Description of the task:
Only lines containing "format" belong in the answer, each copied from the entries below.

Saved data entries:
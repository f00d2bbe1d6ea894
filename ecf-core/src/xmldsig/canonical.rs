use libxml::{
    parser::{Parser, ParserOptions},
    tree::{Document, Node, c14n},
    xpath,
};
use thiserror::Error;

use super::constants::{DS_NS, SIGNATURE_XPATH, SIGNED_INFO_XPATH};

#[derive(Debug, Error)]
#[error("canonicalization failed: {0}")]
pub struct CanonicalizationError(pub(crate) String);

/// Strict parse; libxml's recovery mode stays off.
pub(crate) fn parse_document(xml: &str) -> Result<Document, CanonicalizationError> {
    let options = ParserOptions {
        recover: false,
        no_net: true,
        ..ParserOptions::default()
    };
    let doc = Parser::default()
        .parse_string_with_options(xml, options)
        .map_err(|e| CanonicalizationError(format!("XML parse error: {e:?}")))?;
    if doc.get_root_element().is_none() {
        return Err(CanonicalizationError("document has no root element".into()));
    }
    Ok(doc)
}

pub(crate) fn signature_context(doc: &Document) -> Result<xpath::Context, CanonicalizationError> {
    let ctx = xpath::Context::new(doc)
        .map_err(|e| CanonicalizationError(format!("XPath context error: {e:?}")))?;
    ctx.register_namespace("ds", DS_NS)
        .map_err(|e| CanonicalizationError(format!("XPath context error: {e:?}")))?;
    Ok(ctx)
}

pub(crate) fn find_nodes(
    ctx: &xpath::Context,
    path: &str,
) -> Result<Vec<Node>, CanonicalizationError> {
    Ok(ctx
        .evaluate(path)
        .map_err(|e| CanonicalizationError(format!("XPath error for {path}: {e:?}")))?
        .get_nodes_as_vec())
}

pub(crate) fn first_node(
    ctx: &xpath::Context,
    path: &str,
) -> Result<Option<Node>, CanonicalizationError> {
    Ok(find_nodes(ctx, path)?.into_iter().next())
}

fn c14n_options() -> c14n::CanonicalizationOptions {
    c14n::CanonicalizationOptions {
        mode: c14n::CanonicalizationMode::Canonical1_0,
        inclusive_ns_prefixes: vec![],
        with_comments: false,
    }
}

/// Inclusive C14N 1.0 of the document with its enveloped signature removed,
/// i.e. the octets the reference digest is computed over.
pub fn canonicalize_without_signature(doc: &Document) -> Result<String, CanonicalizationError> {
    let xml = doc
        .dup()
        .map_err(|e| CanonicalizationError(format!("Failed to duplicate xml: {e:?}")))?;
    let ctx = signature_context(&xml)?;
    for mut node in find_nodes(&ctx, SIGNATURE_XPATH)? {
        node.unlink();
    }
    xml.canonicalize(c14n_options(), None)
        .map_err(|e| CanonicalizationError(format!("Failed to canonicalize xml: {e:?}")))
}

/// Inclusive C14N 1.0 of `SignedInfo` in document context, so namespace
/// declarations in scope from ancestors are rendered on the apex element.
pub fn canonicalize_signed_info(doc: &Document) -> Result<String, CanonicalizationError> {
    let ctx = signature_context(doc)?;
    let mut signed_info = first_node(&ctx, SIGNED_INFO_XPATH)?
        .ok_or_else(|| CanonicalizationError("missing SignedInfo element".into()))?;
    signed_info
        .canonicalize(c14n_options())
        .map_err(|e| CanonicalizationError(format!("Failed to canonicalize SignedInfo: {e:?}")))
}

pub(crate) fn import_fragment(doc: &mut Document, xml: &str) -> Result<Node, CanonicalizationError> {
    let fragment = Parser::default()
        .parse_string(xml)
        .map_err(|e| CanonicalizationError(format!("XML parse error: {e:?}")))?;
    let mut node = fragment
        .get_root_element()
        .ok_or_else(|| CanonicalizationError("missing fragment root".into()))?;
    node.unlink();
    doc.import_node(&mut node)
        .map_err(|_| CanonicalizationError("failed to import fragment".into()))
}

Answer to the exercise:
        .map_err(|e| CanonicalizationError(format!("XML parse error: {e:?}")))?;
        .map_err(|e| CanonicalizationError(format!("XPath context error: {e:?}")))?;
        .map_err(|e| CanonicalizationError(format!("XPath context error: {e:?}")))?;
        .map_err(|e| CanonicalizationError(format!("XPath error for {path}: {e:?}")))?
        .map_err(|e| CanonicalizationError(format!("Failed to duplicate xml: {e:?}")))?;
        .map_err(|e| CanonicalizationError(format!("Failed to canonicalize xml: {e:?}")))
        .map_err(|e| CanonicalizationError(format!("Failed to canonicalize SignedInfo: {e:?}")))
        .map_err(|e| CanonicalizationError(format!("XML parse error: {e:?}")))?;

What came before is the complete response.